Der Dramatiker Marius von Mayenburg ist mit seinen zahlreichen Stücken ein Seismograph aktueller gesellschaftlicher Zustände. Immer öfter realisiert er seine Theatertexte auch selbst wie jetzt "Mars" in Frankfurt. Darin beschwört er ein Weltuntergangsszenario, mit einem Ausweg: ein neuer Planet.

Von Michael Laages | 20.05.2018
    Torsten Flassig in 'Mars', Regie: Marius von Mayenburg, Foto: Jessica Schäfer
    Torsten Flassig in Marius von Mayenburgs Theaterstück "Mars" (Schauspiel Frankfurt/ Jessica Schäfer)
    Vom "Letzten Kapitel" schrieb Erich Kästner, den bevorstehenden Weltuntergang besangen Udo Lindenberg und die Puhdys, und ein gewisser Karl Golgowsky wusste sogar genau, wann es so weit ist: "Am 30. Mai ist der Weltuntergang". Jedes Jahr wieder; das Lied wurde 1954 ein Hit. Verschwörungstheoretiker mit mehr oder minder wissenschaftlichem Basiswissen kündigen immer mal wieder das Ende von allem an. Marius von Mayenburg nutzt die weltumspannende Menetekelei im neuen Stück für ein praktisches Experiment – der Auswahl- und Prüf-Prozess hat hier begonnen für all die, die meinen, irgendwo anders überleben zu müssen, zum Beispiel eben auf dem Mars. Gut zu wissen, dass es dort schon kleine grüne Männchen (und Weibchen) gibt – denn die wunderlichen Wettbewerber auf der Bühne werden weder dort noch hier gebraucht.

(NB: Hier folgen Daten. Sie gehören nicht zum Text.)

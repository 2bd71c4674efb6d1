//! Current standing from graded work.

use serde::{Deserialize, Serialize};

use crate::error::EngineError;
use crate::ledger::Ledger;
use crate::model::Assessment;

/// Tolerance for deciding whether declared weights add up to 100.
pub const WEIGHT_TOLERANCE: f64 = 1e-6;

/// Where a student stands on the work graded so far.
#[derive(Debug, Clone, Copy, PartialEq, Serialize, Deserialize)]
pub struct StandingResult {
    /// Weighted average over graded assessments only; 0 when nothing is graded.
    pub current_standing: f64,
    /// Weight of graded assessments.
    pub graded_weight: f64,
    /// Weight still to be graded (`total_weight - graded_weight`).
    pub remaining_weight: f64,
    /// Sum of all declared weights.
    pub total_weight: f64,
    /// Points already banked toward a 100-point final grade.
    pub secured_points: f64,
    /// Whether declared weights total 100.
    pub weights_balanced: bool,
}

/// Compute the current standing.
///
/// Ungraded assessments are excluded from the average entirely, so a course
/// with nothing graded has a standing of 0 rather than NaN.
pub fn compute_standing(assessments: &[Assessment]) -> Result<StandingResult, EngineError> {
    let ledger = Ledger::build(assessments)?;
    Ok(standing_from(&ledger))
}

pub(crate) fn standing_from(ledger: &Ledger<'_>) -> StandingResult {
    let current_standing = if ledger.graded_weight > 0.0 {
        ledger.completed / ledger.graded_weight
    } else {
        0.0
    };
    let weights_balanced = (ledger.total_weight - 100.0).abs() <= WEIGHT_TOLERANCE;
    if !weights_balanced {
        tracing::warn!(
            total_weight = ledger.total_weight,
            "assessment weights do not total 100"
        );
    }

    let result = StandingResult {
        current_standing,
        graded_weight: ledger.graded_weight,
        remaining_weight: ledger.remaining_weight(),
        total_weight: ledger.total_weight,
        secured_points: ledger.completed / 100.0,
        weights_balanced,
    };
    tracing::debug!(
        standing = result.current_standing,
        graded = result.graded_weight,
        remaining = result.remaining_weight,
        "computed standing"
    );
    result
}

    "Du hast mir gesagt, wir sind in Sicherheit…"
    "Du bist in Sicherheit!"
    "Heißt das: Ich kann den Sack abnehmen?"
    "Können Sie das?"
    Mit Sack überm Kopf werden sie durch den Wald geführt an einen geheimen Platz. Das heißt: zwei Wesen und ein Führer tappen in Sebastien Dupoueys Breitwand-Video heran an die Bühne und betreten sie dann real. Dieser Mix aus Echt-Spiel und Video wird zum wichtigsten Spiel-Element. Später werden die Mars-Kandidaten, vier insgesamt, Vater und Tochter sowie zwei ziemlich ungleiche Zwillingsbrüder, noch urzeitlichen Affen begegnen im Video hinter sich und immer wieder darin verschwinden – bis eine schwarzbraune giftige Flut das Wald-Biotop im Video insgesamt unter Wasser setzt. Dann ist der blaue Stern wieder wüst und leer, Haifische und Quallen durchziehen das Ur-Meer – an Rettung war nicht zu denken.
    Kain-und-Abel-Gezeter
    Zurück zum Wettbewerb: Wer in die sogenannte "Kolonie" möchte auf irgendeinem fernen Stern, muss alle Menschlichkeit ablegen; spätestens dann, wenn Futter besorgt werden soll von einem anderen Stamm. Dann kommen die Maschinengewehre zum Einsatz, wie beharrlich sich die Tochter, die letzte Zivilisierte, auch zu wehren versucht. Papa, längst von der eigenen Überflüssigkeit überzeugt, tut dies alles nur für sie. Während die Zwillinge Edgar und Oskar weitestgehend damit beschäftigt sind, das eigene Ich im brüderlichen Gegenüber zu suchen.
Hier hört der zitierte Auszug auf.